Но – как это нередко случалось в писательской практике Аполлинера – сюжет оказался только поводом, чтобы вывести формулу для нового явления. Так под его пером появились в свое время орфизм и сюрреализм. Так на смену пластической пришла эстетическая хирургия.
Новое сознание, о котором Аполлинер размышлял всю свою творческую жизнь и которое в конце ее «сформулировал» в работе «Новое сознание и поэты» (опубликованной уже после его кончины)[1], требовало новой эстетики.
«Возникающее новое сознание, – писал он, – намерено прежде всего унаследовать от классиков твердое здравомыслие, убежденный критический дух, цельный взгляд на мироздание и человеческую душу… <…>
Исследование и поиск истины – как в сфере, скажем, этической, так и в области воображения – вот основные признаки этого нового сознания».
В то же время оно требует «невообразимой по изобилию свободы», это синтез искусств, это литературный эксперимент, и это – изумление.
«Именно благодаря изумлению, благодаря той значительной роли, какую отводит оно изумлению, новое сознание отличается от всех предшествующих художественных и литературных движений. <…>
Новое сознание – это сознание той самой эпохи, в которой мы живем. Эпохи, изобилующей неожиданностями»[2].
Эстетика, которую предлагает Аполлинер, лежит в русле объединительной идеи: это эстетика всего здравого в классической традиции и всего необходимого, чтобы отступить от нормы.
Явлением поэта буквально отмечено наступление столетия: осенью 1901 года увидели свет первые публикации – сначала стихи[3], потом статья, – и с этого времени отсчитывается существование в литературе Вильгельма Костровицкого, который через год, с публикации рассказа «Ересиарх», обрел литературную жизнь и судьбу под именем Гийома Аполлинера.
Его последнее по времени собрание сочинений (далеко не полное – в нем, в частности, отсутствует переписка) насчитывает четыре увесистых тома в самом престижном французском издании – «Библиотеке Плеяды», однако лирика и поэтический театр занимают всего лишь один из этих томов. Аполлинер был и блестящим прозаиком, автором книг «Гниющий чародей» (1909), «Ересиарх и К°» (1910), «Конец Вавилона» (1914), «Три Дон Жуана» (1915), «Убиенный поэт» (1916), «Сидящая женщина» (опубликована в 1920 году), многих рассказов, «сказок» и историй, сохранившихся в рукописях или разбросанных по журналам, и проявил в них себя мастером самых разных литературных жанров – от элитарных до ставших впоследствии массовыми. В прозе Аполлинер, как правило, исследовал и описывал прежде всего незаурядные движения души, неожиданные поступки, нередко приводящие к трагическим последствиям.

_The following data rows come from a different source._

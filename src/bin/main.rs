use std::fs;
use std::io::{self, ErrorKind};
use std::path::PathBuf;
use std::process;

use clap::Parser;

use emulator::program::Program;
use emulator::vm::{Error, Vm};

#[derive(Parser, Debug)]
#[command(version, about, long_about = None)]
struct Arguments {
  /// Path to the program file to execute
  program_file: PathBuf,
}

fn main() {
  env_logger::init();

  let args = match Arguments::try_parse() {
    Ok(args) => args,
    Err(err) => {
      let _ = err.print();
      process::exit(if err.use_stderr() { 1 } else { 0 });
    }
  };

  let source = match fs::read_to_string(&args.program_file) {
    Ok(source) => source,
    Err(err) if err.kind() == ErrorKind::NotFound => {
      eprintln!("file not found: {}", args.program_file.display());
      process::exit(2);
    }
    Err(err) => {
      eprintln!("failed to read {}: {err}", args.program_file.display());
      process::exit(2);
    }
  };

  let program: Program = match source.parse() {
    Ok(program) => program,
    Err(err) => {
      eprintln!("{}: {err}", args.program_file.display());
      process::exit(1);
    }
  };

  let mut vm = Vm::new();
  if let Err(err) = vm.load(&program) {
    eprintln!("{err}");
    process::exit(1);
  }

  let mut stdout = io::stdout().lock();
  if let Err(err) = vm.run(&mut stdout) {
    eprintln!("{err}");
    if matches!(err, Error::InvalidInstruction { .. }) {
      eprintln!("{}", vm.trace());
    }
    process::exit(1);
  }
}
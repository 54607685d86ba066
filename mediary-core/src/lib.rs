//! Core library for requirement-driven media conversion using ffmpeg and ffprobe.
//!
//! This crate turns a set of ffmpeg-style requirement arguments and a probed
//! stream inventory into a per-stream transcode plan, orders hardware and
//! software codec candidates for that plan, compiles each candidate into an
//! ffmpeg argument vector, and runs the candidates until one succeeds.
//!
//! ## Usage Example
//!
//! ```rust,no_run
//! use mediary_core::config::CoreConfigBuilder;
//! use mediary_core::external::{CommandFfprobeExecutor, SidecarSpawner};
//! use mediary_core::{ConversionRequest, Converter};
//!
//! let config = CoreConfigBuilder::new()
//!     .arg_sets(vec!["default".to_string(), "mp4".to_string()])
//!     .build();
//! config.validate().unwrap();
//!
//! let prober = CommandFfprobeExecutor::new(&config.ffprobe_path);
//! let converter = Converter::new(&config, &SidecarSpawner, &prober);
//! let report = converter
//!     .convert(&ConversionRequest::new("input.mkv", "output.mp4"))
//!     .unwrap();
//! println!("Converted with {} encoders", report.candidate);
//! ```

pub mod compile;
pub mod config;
pub mod convert;
pub mod error;
pub mod external;
pub mod fallback;
pub mod media;
pub mod planning;
pub mod requirements;

// Re-exports for public API
pub use compile::{CommandCompiler, format_command};
pub use config::{CoreConfig, CoreConfigBuilder};
pub use convert::{
    ConversionOutcome, ConversionReport, ConversionRequest, Converter, PreparedConversion,
    convert_file, prepare,
};
pub use error::{AttemptRecord, CoreError, CoreResult};
pub use external::check_dependency;
pub use fallback::{CodecCandidate, HardwareBackend, explore};
pub use media::{CodecType, Inventory, StreamDescriptor, parse_streams};
pub use planning::{StreamAction, TranscodePlan, plan};
pub use requirements::{RequirementSet, resolve};
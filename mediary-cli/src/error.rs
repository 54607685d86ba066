//! Error handling for the CLI.
//!
//! Commands return [`CoreError`] directly. The only CLI-side addition is
//! context for the steps the CLI performs itself (probing on behalf of
//! `probe`, rendering JSON, opening log files). Errors that already name the
//! user's mistake, such as a malformed probe report or an unknown argument
//! set, are passed through untouched so the message stays specific.

use mediary_core::{CoreError, CoreResult};
use std::fmt;

/// Result type for command handlers.
pub type CliResult<T> = CoreResult<T>;

/// Adds a description of the failed CLI step to an error.
pub trait CliErrorContext<T> {
    fn cli_context<C: fmt::Display>(self, context: C) -> CliResult<T>;

    /// Like [`CliErrorContext::cli_context`], building the context lazily.
    fn cli_with_context<C: fmt::Display, F: FnOnce() -> C>(self, f: F) -> CliResult<T>;
}

impl<T, E> CliErrorContext<T> for Result<T, E>
where
    E: Into<CoreError>,
{
    fn cli_context<C: fmt::Display>(self, context: C) -> CliResult<T> {
        self.map_err(|e| with_context(e.into(), context))
    }

    fn cli_with_context<C: fmt::Display, F: FnOnce() -> C>(self, f: F) -> CliResult<T> {
        self.map_err(|e| with_context(e.into(), f()))
    }
}

fn with_context(error: CoreError, context: impl fmt::Display) -> CoreError {
    if is_self_describing(&error) {
        return error;
    }
    CoreError::OperationFailed(format!("{context}: {error}"))
}

/// Errors whose message is already specific enough to show as is.
fn is_self_describing(error: &CoreError) -> bool {
    matches!(
        error,
        CoreError::MalformedProbeOutput(_)
            | CoreError::UnrecognizedOption(_)
            | CoreError::ArgSetNotFound(_)
            | CoreError::PathError(_)
            | CoreError::DependencyNotFound(_)
            | CoreError::Config(_)
    )
}

#[cfg(test)]
mod tests {
    use super::*;
    use std::io;

    #[test]
    fn test_io_errors_get_the_failed_step() {
        let result: Result<(), io::Error> = Err(io::Error::new(io::ErrorKind::NotFound, "gone"));
        let err = result.cli_context("Failed to open log file x.log").unwrap_err();
        assert_eq!(
            err.to_string(),
            "Operation failed: Failed to open log file x.log: I/O error: gone"
        );
    }

    #[test]
    fn test_specific_errors_pass_through() {
        let result: CliResult<()> = Err(CoreError::MalformedProbeOutput("missing streams".into()));
        let err = result
            .cli_with_context(|| format!("Failed to probe {}", "movie.mkv"))
            .unwrap_err();
        assert!(matches!(err, CoreError::MalformedProbeOutput(_)));
    }
}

Говоря кратко, эксперимент Аполлинера-прозаика заключался в попытке продолжить, приблизить к современности, максимально разнообразить виды и жанры литературы и художественно их обосновать; его прозаическое творчество – это квинтэссенция грядущей беллетристики. Он оказался сродни Сезанну, чьим полотнам посвятил многие страницы своих критических изысканий и в ком усматривал ростки чуть ли не всех течений новейшей живописи.
«Конец Вавилона» «врисовывается» в этот перечень. Написанный не столько для того, чтобы просветить читателя, сколько для того, чтобы завлечь его в ловушку ложных обстоятельств, роман становится чуть ли не пастишем, пародией на историю и на сам жанр, который он представляет – это текст, оживляющий эпоху декадентства, в котором под прозрачными псевдонимами выведены на сцену многие друзья и знакомцы Аполлинера.
Картины последних событий эпохи исторического Вавилона, показанные через судьбы персонажей, заимствованных автором из собственного окружения, создают трагикомическую реальность повествования. Критики не раз подчеркивали провокационность и скандальность «Конца Вавилона», что в свою очередь также привлекает внимание к этому приключенческому и интеллектуальному тексту.